Mit 156 Abbildungen in Farbe und Schwarzweiß. Eine erste umfassende Publikation des Gartens von Vaux le Vicomte, der Geburtsstätte der barocken Gartenkunst. Mit neuen Erkenntnissen über Le Notre und seine optischen und perspektivischen Verfahren, mit denen er die Schlossgärten in Europa revolutionierte.
Rezensionsnotiz zu
Frankfurter Allgemeine Zeitung, 30.05.2005
Als "vorbildliche Monografie" würdigt Rezensent Adrian von Buttlar dieses Buch über die von Andre Le Notre (1613 bis 1700) gestaltete Gartenanlage Vaux le Vicomte, das Michael Brix vorgelegt hat. Im Mittelpunkt sieht er Brix' Intention, das Schlüsselwerk Le Notres als ein gartenkünstlerisches Paradigma zu analysieren, "das für ein knappes Jahrhundert die barocke Gartenkunst in ganz Europa prägen sollte, in seiner Raffinesse aber selten eingeholt oder gar überholt wurde". Buttlar lobt insbesondere Brix' Darstellung der komplexen Struktur der gewaltigen Anlage südlich von Paris als "systematisch und anschaulich". Im Weiteren geht er auf Le Notres Neuerungen ein. Dessen Schritt von der "planimetrischen Geometrie zur optischen Illusion" habe den Garten revolutioniert.
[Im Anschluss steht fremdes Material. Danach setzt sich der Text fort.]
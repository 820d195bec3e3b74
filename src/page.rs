//! Page geometry: canvas size, margin constraints, and cell computation.

use crate::error::LayoutError;
use crate::shape::GridShape;

/// Width × height dimensions in pixels.
#[derive(Copy, Clone, Debug, PartialEq, Eq, Hash)]
pub struct Size {
    /// Width in pixels.
    pub width: u32,
    /// Height in pixels.
    pub height: u32,
}

impl Size {
    /// Create a new size.
    pub const fn new(width: u32, height: u32) -> Self {
        Self { width, height }
    }

    /// Whether either side is zero.
    pub const fn is_empty(&self) -> bool {
        self.width == 0 || self.height == 0
    }
}

/// Page canvas and the spacing constraints for placing a grid on it.
///
/// Immutable for the duration of a run; pass it by value or reference into
/// each layout stage.
///
/// ```
/// use zengrid::{GridShape, PageSpec, Size};
///
/// let page = PageSpec::A4_LANDSCAPE;
/// let cell = page.cell_size(GridShape::new(2, 2)).unwrap();
/// assert_eq!(cell, Size::new(1514, 900));
/// ```
#[derive(Copy, Clone, Debug, PartialEq, Eq, Hash)]
pub struct PageSpec {
    /// Page width in pixels.
    pub width: u32,
    /// Page height in pixels.
    pub height: u32,
    /// Minimum margin on the left and right edges.
    pub margin_lr: u32,
    /// Minimum margin on the top and bottom edges.
    pub margin_tb: u32,
    /// Gap between neighbouring images, both axes.
    pub margin_between: u32,
}

impl PageSpec {
    /// Landscape A4 at 300 DPI: 3508×2480, 200px side margins,
    /// 300px top/bottom margins, 80px between images.
    pub const A4_LANDSCAPE: Self = Self {
        width: 3508,
        height: 2480,
        margin_lr: 200,
        margin_tb: 300,
        margin_between: 80,
    };

    /// A page of the given size with no margins.
    pub const fn new(width: u32, height: u32) -> Self {
        Self {
            width,
            height,
            margin_lr: 0,
            margin_tb: 0,
            margin_between: 0,
        }
    }

    /// Set the minimum edge margins (left/right, top/bottom).
    pub const fn with_margins(mut self, margin_lr: u32, margin_tb: u32) -> Self {
        self.margin_lr = margin_lr;
        self.margin_tb = margin_tb;
        self
    }

    /// Set the gap between neighbouring images.
    pub const fn with_margin_between(mut self, margin_between: u32) -> Self {
        self.margin_between = margin_between;
        self
    }

    /// Page dimensions.
    pub const fn size(&self) -> Size {
        Size::new(self.width, self.height)
    }

    /// Uniform cell bounds for every grid position of `shape`.
    ///
    /// Each axis is `(page − 2·edge_margin − (n−1)·between) / n`, floored.
    /// Fails with [`LayoutError::EmptyGrid`] for a shape without rows or
    /// columns, and with [`LayoutError::DegenerateCell`] when either axis is
    /// not positive.
    pub fn cell_size(&self, shape: GridShape) -> Result<Size, LayoutError> {
        if shape.is_empty() {
            return Err(LayoutError::EmptyGrid);
        }
        let width = cell_extent(self.width, self.margin_lr, self.margin_between, shape.cols);
        let height = cell_extent(self.height, self.margin_tb, self.margin_between, shape.rows);
        if width <= 0 || height <= 0 {
            return Err(LayoutError::DegenerateCell { width, height });
        }
        Ok(Size::new(width as u32, height as u32))
    }

    /// Check that `shape` leaves a positive cell on this page.
    pub fn validate_for(&self, shape: GridShape) -> Result<(), LayoutError> {
        self.cell_size(shape).map(|_| ())
    }
}

impl Default for PageSpec {
    fn default() -> Self {
        Self::A4_LANDSCAPE
    }
}

fn cell_extent(page: u32, edge: u32, between: u32, count: usize) -> i64 {
    let count = count as i64;
    let free = page as i64 - 2 * edge as i64 - (count - 1) * between as i64;
    free.div_euclid(count)
}

/// Space around the populated grid after centering.
///
/// Signed: content wider than the page yields negative margins, which the
/// placer honours by clipping at the canvas edge.
#[derive(Copy, Clone, Debug, Default, PartialEq, Eq, Hash)]
pub struct Margins {
    /// Space left of the first column.
    pub left: i64,
    /// Remainder right of the grid: `page − content − left`.
    pub right: i64,
    /// Space above the first row.
    pub top: i64,
    /// Remainder below the grid: `page − content − top`.
    pub bottom: i64,
}
//! Folder-to-page orchestration.
//!
//! Each input folder becomes one page: its PNG files are decoded in file
//! name order, laid out on a fresh canvas, and written as
//! `Result<n>.tiff`, where `n` is the folder's 1-based position in the
//! input list. Folders are processed one at a time; the first error aborts
//! the whole run.

use std::fs;
use std::path::{Path, PathBuf};

use image::{DynamicImage, RgbImage};
use tracing::{debug, info, warn};

use crate::codec::{ComposeError, blank_canvas, load_png, write_tiff};
use crate::grid::GridLayout;
use crate::page::{PageSpec, Size};
use crate::place::place;
use crate::scale::scale;
use crate::shape::GridShape;

/// File name suffix that selects input images (case-sensitive).
pub const PNG_SUFFIX: &str = ".png";

/// Output file name for the `index`-th folder (1-based).
pub fn output_file_name(index: usize) -> String {
    format!("Result{index}.tiff")
}

/// List the PNG files directly inside `dir`, sorted by file name.
///
/// Not recursive. Only files whose name ends in `.png` are kept; symbolic
/// links are followed, so a link to a PNG file counts and a link to a
/// directory does not.
pub fn find_pngs(dir: &Path) -> Result<Vec<PathBuf>, ComposeError> {
    let read_err = |source| ComposeError::ReadDir {
        path: dir.to_path_buf(),
        source,
    };
    let mut found = Vec::new();
    for entry in fs::read_dir(dir).map_err(read_err)? {
        let entry = entry.map_err(read_err)?;
        let name = entry.file_name().to_string_lossy().into_owned();
        if !name.ends_with(PNG_SUFFIX) {
            continue;
        }
        let path = entry.path();
        if !fs::metadata(&path).map_err(read_err)?.is_file() {
            continue;
        }
        found.push((name, path));
    }
    found.sort_by(|a, b| a.0.cmp(&b.0));
    Ok(found.into_iter().map(|(_, path)| path).collect())
}

/// Lay out already-decoded images on a new page canvas.
///
/// Returns `None` for an empty image list.
pub fn compose_images(
    images: &[DynamicImage],
    page: &PageSpec,
) -> Result<Option<RgbImage>, ComposeError> {
    if images.is_empty() {
        return Ok(None);
    }
    let shape = GridShape::for_count(images.len())?;
    page.validate_for(shape)?;
    debug!(count = images.len(), rows = shape.rows, cols = shape.cols, "grid shape");

    let scaled = scale(images, shape, page)?;
    let mut canvas = blank_canvas(page);
    let placed = place(&mut canvas, &scaled, shape, page)?;
    for p in &placed {
        debug!(
            index = p.index,
            x = p.x,
            y = p.y,
            width = p.size.width,
            height = p.size.height,
            "placed"
        );
    }
    Ok(Some(canvas))
}

/// Turns folders of PNG files into one TIFF page each.
#[derive(Clone, Debug, PartialEq, Eq)]
pub struct Composer {
    /// Page geometry shared by every output.
    pub page: PageSpec,
    /// Directory the `Result<n>.tiff` files are written to.
    pub output_dir: PathBuf,
}

impl Default for Composer {
    fn default() -> Self {
        Self {
            page: PageSpec::A4_LANDSCAPE,
            output_dir: PathBuf::from("."),
        }
    }
}

impl Composer {
    /// A composer for `page` writing into `output_dir`.
    pub fn new(page: PageSpec, output_dir: impl Into<PathBuf>) -> Self {
        Self {
            page,
            output_dir: output_dir.into(),
        }
    }

    /// Decode every PNG in `dir` and compose them into one page.
    ///
    /// Returns `None` when the folder holds no PNG files.
    pub fn compose_folder(&self, dir: &Path) -> Result<Option<RgbImage>, ComposeError> {
        let files = find_pngs(dir)?;
        if files.is_empty() {
            return Ok(None);
        }
        let mut images = Vec::with_capacity(files.len());
        for path in &files {
            let img = load_png(path)?;
            debug!(path = %path.display(), width = img.width(), height = img.height(), "decoded");
            images.push(img);
        }
        compose_images(&images, &self.page)
    }

    /// Process every folder in order and return the paths written.
    ///
    /// Folders without PNG files are skipped but still use up their
    /// output index.
    pub fn run<P: AsRef<Path>>(&self, folders: &[P]) -> Result<Vec<PathBuf>, ComposeError> {
        if folders.is_empty() {
            return Err(ComposeError::NoInputFolders);
        }
        let mut written = Vec::new();
        for (i, folder) in folders.iter().enumerate() {
            let folder = folder.as_ref();
            let index = i + 1;
            let Some(canvas) = self.compose_folder(folder)? else {
                warn!(folder = %folder.display(), "no PNG files, skipping");
                continue;
            };
            let out = self.output_dir.join(output_file_name(index));
            write_tiff(&canvas, &out)?;
            info!(folder = %folder.display(), output = %out.display(), "page written");
            written.push(out);
        }
        Ok(written)
    }
}

/// Compute the page layout for `dir` from image headers alone.
///
/// Returns `None` when the folder holds no PNG files.
pub fn plan_folder(dir: &Path, page: &PageSpec) -> Result<Option<GridLayout>, ComposeError> {
    let files = find_pngs(dir)?;
    if files.is_empty() {
        return Ok(None);
    }
    let mut sources = Vec::with_capacity(files.len());
    for path in &files {
        let (w, h) = image::image_dimensions(path).map_err(|source| ComposeError::Decode {
            path: path.clone(),
            source,
        })?;
        sources.push(Size::new(w, h));
    }
    Ok(Some(GridLayout::compute(&sources, page)?))
}

#[cfg(test)]
mod tests {
    use super::*;

    fn touch(dir: &Path, name: &str) {
        fs::write(dir.join(name), b"").unwrap();
    }

    #[test]
    fn output_names_are_one_based() {
        assert_eq!(output_file_name(1), "Result1.tiff");
        assert_eq!(output_file_name(12), "Result12.tiff");
    }

    #[test]
    fn find_pngs_filters_and_sorts() {
        let dir = tempfile::tempdir().unwrap();
        for name in ["b.png", "a.png", "10.png", "2.png", "notes.txt", "upper.PNG", "x.png.bak"] {
            touch(dir.path(), name);
        }
        fs::create_dir(dir.path().join("sub.png")).unwrap();
        touch(&dir.path().join("sub.png"), "nested.png");

        let names: Vec<String> = find_pngs(dir.path())
            .unwrap()
            .iter()
            .map(|p| p.file_name().unwrap().to_string_lossy().into_owned())
            .collect();
        assert_eq!(names, ["10.png", "2.png", "a.png", "b.png"]);
    }

    #[cfg(unix)]
    #[test]
    fn find_pngs_follows_symlinks() {
        use std::os::unix::fs::symlink;

        let root = tempfile::tempdir().unwrap();
        let store = root.path().join("store");
        let dir = root.path().join("in");
        fs::create_dir(&store).unwrap();
        fs::create_dir(&dir).unwrap();
        fs::create_dir(store.join("nested")).unwrap();
        touch(&store, "real.png");
        touch(&dir, "a.png");
        symlink(store.join("real.png"), dir.join("b.png")).unwrap();
        symlink(store.join("nested"), dir.join("c.png")).unwrap();

        let found = find_pngs(&dir).unwrap();
        assert_eq!(found, [dir.join("a.png"), dir.join("b.png")]);
    }

    #[test]
    fn find_pngs_missing_folder_errors() {
        let dir = tempfile::tempdir().unwrap();
        let missing = dir.path().join("nope");
        let err = find_pngs(&missing).unwrap_err();
        assert!(matches!(err, ComposeError::ReadDir { .. }));
    }

    #[test]
    fn compose_images_empty_is_none() {
        assert!(
            compose_images(&[], &PageSpec::A4_LANDSCAPE)
                .unwrap()
                .is_none()
        );
    }

    #[test]
    fn compose_images_rejects_degenerate_page() {
        let page = PageSpec::new(100, 100).with_margins(50, 50);
        let images = vec![DynamicImage::new_rgb8(10, 10)];
        assert!(matches!(
            compose_images(&images, &page),
            Err(ComposeError::Layout(crate::LayoutError::DegenerateCell { .. }))
        ));
    }

    #[test]
    fn run_rejects_empty_folder_list() {
        let out = tempfile::tempdir().unwrap();
        let composer = Composer::new(PageSpec::A4_LANDSCAPE, out.path());
        let folders: [&Path; 0] = [];
        assert!(matches!(
            composer.run(&folders),
            Err(ComposeError::NoInputFolders)
        ));
        assert_eq!(fs::read_dir(out.path()).unwrap().count(), 0);
    }

    #[test]
    fn plan_folder_reads_headers() {
        let dir = tempfile::tempdir().unwrap();
        DynamicImage::new_rgb8(30, 40)
            .save(dir.path().join("a.png"))
            .unwrap();
        DynamicImage::new_rgba8(50, 60)
            .save(dir.path().join("b.png"))
            .unwrap();
        let layout = plan_folder(dir.path(), &PageSpec::A4_LANDSCAPE)
            .unwrap()
            .unwrap();
        assert_eq!(layout.shape, GridShape::new(1, 2));
        let sources: Vec<Size> = layout.tiles.iter().map(|t| t.source).collect();
        assert_eq!(sources, [Size::new(30, 40), Size::new(50, 60)]);
    }

    #[test]
    fn plan_folder_empty_is_none() {
        let dir = tempfile::tempdir().unwrap();
        assert!(
            plan_folder(dir.path(), &PageSpec::A4_LANDSCAPE)
                .unwrap()
                .is_none()
        );
    }
}
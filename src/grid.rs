//! Whole-page layout planning on dimensions alone.
//!
//! [`GridLayout::compute`] runs partition → scale → place without touching
//! pixels, so callers can inspect (or visualize) the page before decoding
//! anything at full size.

use alloc::vec::Vec;

use crate::error::LayoutError;
use crate::page::{Margins, PageSpec, Size};
use crate::place::{Placement, calculate_margins, placements};
use crate::scale::scaled_sizes;
use crate::shape::GridShape;

/// One image's journey through the layout.
#[derive(Copy, Clone, Debug, PartialEq, Eq, Hash)]
pub struct Tile {
    /// Original dimensions.
    pub source: Size,
    /// Scaled dimensions and canvas position.
    pub placement: Placement,
}

/// Computed page layout for an ordered set of images.
///
/// # Example
///
/// ```
/// use zengrid::{GridLayout, GridShape, PageSpec, Size};
///
/// let layout = GridLayout::compute(&[Size::new(1000, 1000); 4], &PageSpec::A4_LANDSCAPE).unwrap();
/// assert_eq!(layout.shape, GridShape::new(2, 2));
/// assert_eq!(layout.cell, Size::new(1514, 900));
/// assert_eq!(layout.tiles[3].placement.x, 1794);
/// ```
#[derive(Clone, Debug, PartialEq, Eq)]
pub struct GridLayout {
    /// Page the layout was computed for.
    pub page: PageSpec,
    /// Rows × columns chosen for the image count.
    pub shape: GridShape,
    /// Uniform cell bounds every image was fitted into.
    pub cell: Size,
    /// Centering margins around the populated grid.
    pub margins: Margins,
    /// Per-image result, in input order.
    pub tiles: Vec<Tile>,
}

impl GridLayout {
    /// Lay out images of the given source dimensions on `page`.
    pub fn compute(sources: &[Size], page: &PageSpec) -> Result<Self, LayoutError> {
        let shape = GridShape::for_count(sources.len())?;
        let cell = page.cell_size(shape)?;
        let scaled = scaled_sizes(sources, shape, page)?;
        let margins = calculate_margins(&scaled, shape, page);
        let tiles = placements(&scaled, shape, page, &margins)
            .into_iter()
            .zip(sources)
            .map(|(placement, &source)| Tile { source, placement })
            .collect();
        Ok(Self {
            page: *page,
            shape,
            cell,
            margins,
            tiles,
        })
    }

    /// Number of images laid out.
    pub fn len(&self) -> usize {
        self.tiles.len()
    }

    /// Whether the layout holds no images. Never true for a computed layout.
    pub fn is_empty(&self) -> bool {
        self.tiles.is_empty()
    }

    /// Scaled dimensions in input order.
    pub fn scaled_sizes(&self) -> impl Iterator<Item = Size> + '_ {
        self.tiles.iter().map(|t| t.placement.size)
    }

    /// Whether every scaled image has the same dimensions, i.e. the
    /// centering and row-advance approximations are exact.
    pub fn is_uniform(&self) -> bool {
        let mut sizes = self.scaled_sizes();
        match sizes.next() {
            Some(first) => sizes.all(|s| s == first),
            None => true,
        }
    }

    /// Whether any placed image extends past the page edges.
    pub fn overflows_page(&self) -> bool {
        let (w, h) = (self.page.width as i64, self.page.height as i64);
        self.tiles.iter().any(|t| {
            let p = &t.placement;
            p.x < 0 || p.y < 0 || p.x + p.size.width as i64 > w || p.y + p.size.height as i64 > h
        })
    }
}
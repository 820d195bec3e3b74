//! Grid partitioning: image count → rows × columns.
//!
//! A handful of counts get hand-tuned shapes for visual balance; every
//! other count falls through to a generic "fill up to four columns" rule.
//!
//! ```text
//!     count   shape        count   shape
//!     1       1×1          6       2×3   (tuned)
//!     2       1×2          8       2×4   (tuned)
//!     3, 4    2×2 (tuned)  12      3×4   (tuned)
//!     5       2×4          n       ⌈n / min(n,4)⌉ × min(n,4)
//! ```

use crate::error::LayoutError;

/// Upper bound on the column count for any grid.
pub const MAX_COLUMNS: usize = 4;

/// A (rows, columns) grid partition.
#[derive(Copy, Clone, Debug, PartialEq, Eq, Hash)]
pub struct GridShape {
    /// Number of rows.
    pub rows: usize,
    /// Number of columns (never more than [`MAX_COLUMNS`]).
    pub cols: usize,
}

impl GridShape {
    /// Create a shape directly.
    pub const fn new(rows: usize, cols: usize) -> Self {
        Self { rows, cols }
    }

    /// Choose the grid shape for `count` images.
    ///
    /// Tuned shapes are consulted first, then the generic rule.
    /// A count of zero has no shape and is rejected.
    ///
    /// ```
    /// use zengrid::GridShape;
    ///
    /// assert_eq!(GridShape::for_count(4).unwrap(), GridShape::new(2, 2));
    /// assert_eq!(GridShape::for_count(5).unwrap(), GridShape::new(2, 4));
    /// ```
    pub fn for_count(count: usize) -> Result<Self, LayoutError> {
        if count == 0 {
            return Err(LayoutError::EmptyGrid);
        }
        Ok(tuned(count).unwrap_or_else(|| generic(count)))
    }

    /// Number of cells in the grid.
    pub const fn capacity(&self) -> usize {
        self.rows * self.cols
    }

    /// Whether the shape has no rows or no columns.
    pub const fn is_empty(&self) -> bool {
        self.rows == 0 || self.cols == 0
    }

    /// Row and column of the `index`-th image in row-major order.
    ///
    /// `None` for a shape without columns.
    pub const fn cell_of(&self, index: usize) -> Option<(usize, usize)> {
        if self.cols == 0 {
            return None;
        }
        Some((index / self.cols, index % self.cols))
    }
}

/// Hand-tuned shapes. These override the generic rule where it would
/// produce an unbalanced page (e.g. four images in a single row).
fn tuned(count: usize) -> Option<GridShape> {
    match count {
        1 | 2 => Some(GridShape::new(1, count)),
        3 | 4 => Some(GridShape::new(2, 2)),
        6 => Some(GridShape::new(2, 3)),
        8 => Some(GridShape::new(2, 4)),
        12 => Some(GridShape::new(3, 4)),
        _ => None,
    }
}

fn generic(count: usize) -> GridShape {
    let cols = count.min(MAX_COLUMNS);
    GridShape::new(count.div_ceil(cols), cols)
}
Überzeugend findet Buttlar die Ausstattung des Buches mit "erstklassigen Fotografien" und einem "reichem historischen Plan- und Bildmaterial". Insgesamt sieht er in dem Band auch ein Lehrstück dafür, "dass sich hoher wissenschaftlicher Anspruch, Bilderbuch-Schönheit und Allgemeinverständlichkeit keineswegs ausschließen müssen (und sollten)".